### GIVEN RECORDS
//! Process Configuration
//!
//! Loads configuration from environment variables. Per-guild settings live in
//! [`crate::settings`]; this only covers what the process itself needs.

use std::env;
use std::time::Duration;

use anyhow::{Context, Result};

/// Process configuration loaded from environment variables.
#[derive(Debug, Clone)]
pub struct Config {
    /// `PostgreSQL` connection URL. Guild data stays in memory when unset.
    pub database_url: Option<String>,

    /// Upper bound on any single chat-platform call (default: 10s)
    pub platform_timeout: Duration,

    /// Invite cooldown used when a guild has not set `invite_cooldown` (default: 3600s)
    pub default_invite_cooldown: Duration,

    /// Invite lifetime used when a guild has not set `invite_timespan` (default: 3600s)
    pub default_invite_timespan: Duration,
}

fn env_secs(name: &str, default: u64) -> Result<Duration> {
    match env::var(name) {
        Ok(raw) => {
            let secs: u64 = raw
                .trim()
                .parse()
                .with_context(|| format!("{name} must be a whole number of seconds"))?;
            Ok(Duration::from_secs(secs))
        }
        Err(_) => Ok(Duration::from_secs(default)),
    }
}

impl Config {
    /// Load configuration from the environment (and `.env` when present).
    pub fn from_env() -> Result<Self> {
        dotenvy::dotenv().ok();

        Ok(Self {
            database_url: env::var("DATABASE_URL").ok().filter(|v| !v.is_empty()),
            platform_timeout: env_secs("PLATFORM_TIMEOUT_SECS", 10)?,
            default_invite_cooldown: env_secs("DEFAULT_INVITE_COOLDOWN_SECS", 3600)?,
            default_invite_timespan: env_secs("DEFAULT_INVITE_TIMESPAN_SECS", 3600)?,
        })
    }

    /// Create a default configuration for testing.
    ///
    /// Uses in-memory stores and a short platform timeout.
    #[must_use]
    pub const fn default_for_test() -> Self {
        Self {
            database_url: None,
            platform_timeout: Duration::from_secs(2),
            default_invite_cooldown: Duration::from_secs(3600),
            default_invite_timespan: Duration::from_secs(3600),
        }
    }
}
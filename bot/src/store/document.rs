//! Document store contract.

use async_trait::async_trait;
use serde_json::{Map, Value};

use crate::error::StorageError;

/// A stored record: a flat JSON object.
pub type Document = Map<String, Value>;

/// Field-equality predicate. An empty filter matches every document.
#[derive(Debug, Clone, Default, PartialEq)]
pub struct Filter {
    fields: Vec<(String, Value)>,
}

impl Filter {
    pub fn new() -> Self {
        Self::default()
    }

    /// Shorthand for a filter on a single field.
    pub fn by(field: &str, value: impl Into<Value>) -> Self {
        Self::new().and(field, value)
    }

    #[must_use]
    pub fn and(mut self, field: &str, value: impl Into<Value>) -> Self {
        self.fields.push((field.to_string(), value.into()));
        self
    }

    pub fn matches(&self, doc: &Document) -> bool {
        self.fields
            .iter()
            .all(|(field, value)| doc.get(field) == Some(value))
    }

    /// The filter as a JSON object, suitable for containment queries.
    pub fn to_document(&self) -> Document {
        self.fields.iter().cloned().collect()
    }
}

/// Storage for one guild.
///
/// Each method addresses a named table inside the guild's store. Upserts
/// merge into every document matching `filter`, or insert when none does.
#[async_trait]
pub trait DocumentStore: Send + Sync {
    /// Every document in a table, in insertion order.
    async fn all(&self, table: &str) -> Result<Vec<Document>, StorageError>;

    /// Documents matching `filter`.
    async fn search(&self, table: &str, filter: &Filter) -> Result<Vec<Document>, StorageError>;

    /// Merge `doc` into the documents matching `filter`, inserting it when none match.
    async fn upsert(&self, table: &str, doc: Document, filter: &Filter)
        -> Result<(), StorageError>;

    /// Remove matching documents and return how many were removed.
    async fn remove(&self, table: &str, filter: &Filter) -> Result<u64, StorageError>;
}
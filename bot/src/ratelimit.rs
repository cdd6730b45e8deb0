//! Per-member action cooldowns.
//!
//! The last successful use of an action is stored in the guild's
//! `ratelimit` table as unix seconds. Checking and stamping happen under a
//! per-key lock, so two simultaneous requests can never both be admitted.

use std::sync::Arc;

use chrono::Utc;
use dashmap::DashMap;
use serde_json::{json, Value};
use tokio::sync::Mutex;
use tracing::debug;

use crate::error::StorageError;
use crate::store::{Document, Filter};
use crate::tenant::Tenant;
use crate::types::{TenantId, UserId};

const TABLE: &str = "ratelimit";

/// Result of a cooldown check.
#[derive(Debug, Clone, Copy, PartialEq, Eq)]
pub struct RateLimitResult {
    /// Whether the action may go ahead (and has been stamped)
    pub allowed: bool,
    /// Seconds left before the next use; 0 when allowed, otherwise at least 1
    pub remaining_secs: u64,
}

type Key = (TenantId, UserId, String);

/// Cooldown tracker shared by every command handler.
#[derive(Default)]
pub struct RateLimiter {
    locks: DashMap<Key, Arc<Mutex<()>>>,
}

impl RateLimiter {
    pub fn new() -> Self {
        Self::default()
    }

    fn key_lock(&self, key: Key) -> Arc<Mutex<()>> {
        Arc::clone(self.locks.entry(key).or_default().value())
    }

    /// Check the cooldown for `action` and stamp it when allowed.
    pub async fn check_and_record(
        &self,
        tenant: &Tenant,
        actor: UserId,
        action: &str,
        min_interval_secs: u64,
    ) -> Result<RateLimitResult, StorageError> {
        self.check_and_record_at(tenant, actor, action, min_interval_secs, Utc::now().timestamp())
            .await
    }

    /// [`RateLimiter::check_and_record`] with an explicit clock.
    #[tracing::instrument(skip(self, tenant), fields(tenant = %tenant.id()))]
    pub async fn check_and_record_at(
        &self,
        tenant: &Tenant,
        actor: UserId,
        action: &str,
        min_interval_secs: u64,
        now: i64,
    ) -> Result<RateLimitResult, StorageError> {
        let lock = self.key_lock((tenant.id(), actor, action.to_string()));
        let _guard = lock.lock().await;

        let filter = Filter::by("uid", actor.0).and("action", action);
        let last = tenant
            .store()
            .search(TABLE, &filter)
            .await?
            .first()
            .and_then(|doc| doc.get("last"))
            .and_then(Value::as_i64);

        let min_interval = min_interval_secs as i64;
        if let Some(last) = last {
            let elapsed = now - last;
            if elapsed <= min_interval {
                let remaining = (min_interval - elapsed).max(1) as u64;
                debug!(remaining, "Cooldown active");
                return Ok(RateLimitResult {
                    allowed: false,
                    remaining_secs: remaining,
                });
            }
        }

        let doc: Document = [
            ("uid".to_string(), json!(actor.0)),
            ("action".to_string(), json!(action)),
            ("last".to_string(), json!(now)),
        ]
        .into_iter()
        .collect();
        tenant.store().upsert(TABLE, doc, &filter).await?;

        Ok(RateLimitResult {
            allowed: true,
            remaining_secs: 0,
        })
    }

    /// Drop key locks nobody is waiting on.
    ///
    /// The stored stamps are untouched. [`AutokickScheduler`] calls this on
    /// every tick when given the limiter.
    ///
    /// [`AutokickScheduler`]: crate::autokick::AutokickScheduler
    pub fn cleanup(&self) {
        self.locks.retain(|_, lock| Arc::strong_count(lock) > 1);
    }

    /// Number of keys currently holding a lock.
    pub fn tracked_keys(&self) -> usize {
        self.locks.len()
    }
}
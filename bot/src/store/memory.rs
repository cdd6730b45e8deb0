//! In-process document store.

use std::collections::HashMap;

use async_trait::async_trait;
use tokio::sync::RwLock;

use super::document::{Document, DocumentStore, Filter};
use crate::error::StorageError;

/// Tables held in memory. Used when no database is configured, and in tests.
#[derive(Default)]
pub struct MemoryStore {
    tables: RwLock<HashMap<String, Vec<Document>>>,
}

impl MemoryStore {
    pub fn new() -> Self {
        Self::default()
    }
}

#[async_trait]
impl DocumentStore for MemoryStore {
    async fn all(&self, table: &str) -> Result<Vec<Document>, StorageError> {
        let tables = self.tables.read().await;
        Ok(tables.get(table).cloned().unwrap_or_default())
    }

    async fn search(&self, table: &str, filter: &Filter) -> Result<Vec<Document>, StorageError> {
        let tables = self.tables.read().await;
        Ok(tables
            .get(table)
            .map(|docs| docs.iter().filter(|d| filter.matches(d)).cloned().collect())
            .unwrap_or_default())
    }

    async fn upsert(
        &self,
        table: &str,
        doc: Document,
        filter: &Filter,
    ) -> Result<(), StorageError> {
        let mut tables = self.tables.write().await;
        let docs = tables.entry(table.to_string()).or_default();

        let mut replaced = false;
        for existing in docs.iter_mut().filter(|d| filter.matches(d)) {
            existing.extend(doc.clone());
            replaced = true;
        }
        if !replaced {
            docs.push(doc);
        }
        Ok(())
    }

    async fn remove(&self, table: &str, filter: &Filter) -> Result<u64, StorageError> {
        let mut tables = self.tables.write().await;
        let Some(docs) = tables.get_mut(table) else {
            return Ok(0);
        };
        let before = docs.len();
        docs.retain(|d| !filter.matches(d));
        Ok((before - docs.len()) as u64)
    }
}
######
— EXERCISE —
Wherever the line holding "in the guild's" falls in the entries above, copy exactly from it through the line holding "use crate::tenant::Tenant;", inclusive, and add nothing.

— TASK RESPONSE —
//! The last successful use of an action is stored in the guild's
//! `ratelimit` table as unix seconds. Checking and stamping happen under a
//! per-key lock, so two simultaneous requests can never both be admitted.

use std::sync::Arc;

use chrono::Utc;
use dashmap::DashMap;
use serde_json::{json, Value};
use tokio::sync::Mutex;
use tracing::debug;

use crate::error::StorageError;
use crate::store::{Document, Filter};
use crate::tenant::Tenant;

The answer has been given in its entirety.